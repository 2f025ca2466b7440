// ---------------------------------------------------------------------------
// Pure lightbox state: index arithmetic and the open/closed phase.
// Nothing here knows about windows, surfaces or input devices.
// ---------------------------------------------------------------------------

#[derive(Debug, Clone, Copy, PartialEq, Eq, Default)]
pub enum Phase {
    #[default]
    Closed,
    Open,
}

/// What a state operation changed. The controller turns this into
/// surface calls; tests can inspect it directly.
#[derive(Debug, Clone, Copy, PartialEq, Eq)]
pub enum Transition {
    /// Went from closed to open, showing `index`.
    Opened { index: usize },
    /// Stayed open, display moved (possibly to the same index).
    Moved { from: usize, to: usize },
    /// Went from open to closed.
    Closed,
    /// Nothing happened.
    Unchanged,
}

#[derive(Debug, Clone, PartialEq, Eq)]
pub struct LightboxState {
    len: usize,
    current_index: usize,
    phase: Phase,
}

impl LightboxState {
    pub fn new(len: usize) -> Self {
        Self {
            len,
            current_index: 0,
            phase: Phase::Closed,
        }
    }

    pub fn len(&self) -> usize {
        self.len
    }

    pub fn current_index(&self) -> usize {
        self.current_index
    }

    pub fn phase(&self) -> Phase {
        self.phase
    }

    pub fn is_open(&self) -> bool {
        self.phase == Phase::Open
    }

    /// Index of the last image. Only meaningful when `len > 0`.
    pub fn last_index(&self) -> usize {
        self.len.saturating_sub(1)
    }

    /// Clamp an arbitrary requested position into `[0, len-1]`.
    pub fn clamp_index(&self, requested: i64) -> usize {
        let last = self.last_index() as i64;
        requested.clamp(0, last) as usize
    }

    pub fn open(&mut self, requested: i64) -> Transition {
        if self.len == 0 {
            return Transition::Unchanged;
        }
        let from = self.current_index;
        self.current_index = self.clamp_index(requested);
        match self.phase {
            Phase::Closed => {
                self.phase = Phase::Open;
                Transition::Opened {
                    index: self.current_index,
                }
            }
            Phase::Open => Transition::Moved {
                from,
                to: self.current_index,
            },
        }
    }

    /// Like `open`, but only while already open.
    pub fn jump_to(&mut self, requested: i64) -> Transition {
        if !self.is_open() {
            return Transition::Unchanged;
        }
        self.open(requested)
    }

    pub fn show_next(&mut self) -> Transition {
        self.step(1)
    }

    pub fn show_previous(&mut self) -> Transition {
        self.step(self.len.saturating_sub(1))
    }

    pub fn close(&mut self) -> Transition {
        match self.phase {
            Phase::Open => {
                self.phase = Phase::Closed;
                Transition::Closed
            }
            Phase::Closed => Transition::Unchanged,
        }
    }

    // `delta` is already reduced to a forward step in [0, len).
    fn step(&mut self, delta: usize) -> Transition {
        if !self.is_open() || self.len == 0 {
            return Transition::Unchanged;
        }
        let from = self.current_index;
        self.current_index = (from + delta) % self.len;
        Transition::Moved {
            from,
            to: self.current_index,
        }
    }
}

#[cfg(test)]
mod tests {
    use super::*;

    fn opened(len: usize, at: i64) -> LightboxState {
        let mut s = LightboxState::new(len);
        s.open(at);
        s
    }

    #[test]
    fn starts_closed_at_zero() {
        let s = LightboxState::new(3);
        assert_eq!(s.phase(), Phase::Closed);
        assert_eq!(s.current_index(), 0);
    }

    #[test]
    fn open_clamps_for_every_requested_index() {
        for n in 1..6usize {
            for i in -8i64..12 {
                let mut s = LightboxState::new(n);
                s.open(i);
                assert!(s.is_open());
                assert_eq!(s.current_index(), i.clamp(0, n as i64 - 1) as usize);
            }
        }
    }

    #[test]
    fn open_past_end_lands_on_last() {
        let s = opened(3, 5);
        assert_eq!(s.current_index(), 2);
    }

    #[test]
    fn open_extreme_values_do_not_overflow() {
        assert_eq!(opened(4, i64::MAX).current_index(), 3);
        assert_eq!(opened(4, i64::MIN).current_index(), 0);
    }

    #[test]
    fn open_reports_opened_then_moved() {
        let mut s = LightboxState::new(3);
        assert_eq!(s.open(1), Transition::Opened { index: 1 });
        assert_eq!(s.open(2), Transition::Moved { from: 1, to: 2 });
    }

    #[test]
    fn next_wraps_and_cycles_back() {
        for n in 1..7usize {
            for start in 0..n {
                let mut s = opened(n, start as i64);
                for _ in 0..n {
                    s.show_next();
                }
                assert_eq!(s.current_index(), start);
            }
        }
    }

    #[test]
    fn previous_undoes_next() {
        for n in 1..7usize {
            for start in 0..n {
                let mut s = opened(n, start as i64);
                s.show_next();
                s.show_previous();
                assert_eq!(s.current_index(), start);
            }
        }
    }

    #[test]
    fn previous_from_zero_wraps_to_last() {
        let mut s = opened(3, 0);
        assert_eq!(s.show_previous(), Transition::Moved { from: 0, to: 2 });
    }

    #[test]
    fn navigation_while_closed_is_ignored() {
        let mut s = LightboxState::new(3);
        assert_eq!(s.show_next(), Transition::Unchanged);
        assert_eq!(s.show_previous(), Transition::Unchanged);
        assert_eq!(s.jump_to(2), Transition::Unchanged);
        assert_eq!(s.current_index(), 0);
        assert!(!s.is_open());
    }

    #[test]
    fn close_is_idempotent() {
        let mut s = opened(2, 1);
        assert_eq!(s.close(), Transition::Closed);
        let once = s.clone();
        assert_eq!(s.close(), Transition::Unchanged);
        assert_eq!(s, once);
    }

    #[test]
    fn close_keeps_position_for_inspection() {
        let mut s = opened(4, 3);
        s.close();
        assert_eq!(s.current_index(), 3);
    }

    #[test]
    fn empty_never_opens() {
        let mut s = LightboxState::new(0);
        assert_eq!(s.open(0), Transition::Unchanged);
        assert_eq!(s.open(-1), Transition::Unchanged);
        assert_eq!(s.show_next(), Transition::Unchanged);
        assert!(!s.is_open());
    }

    #[test]
    fn jump_while_open_moves_without_reopening() {
        let mut s = opened(5, 0);
        assert_eq!(s.jump_to(9), Transition::Moved { from: 0, to: 4 });
        assert!(s.is_open());
    }
}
-=-=-=-=-
**WHAT THE EXERCISE ASKS**
Return every line in the listing that contains the word "Went".

**ANSWER SECTION**
    /// Went from closed to open, showing `index`.
    /// Went from open to closed.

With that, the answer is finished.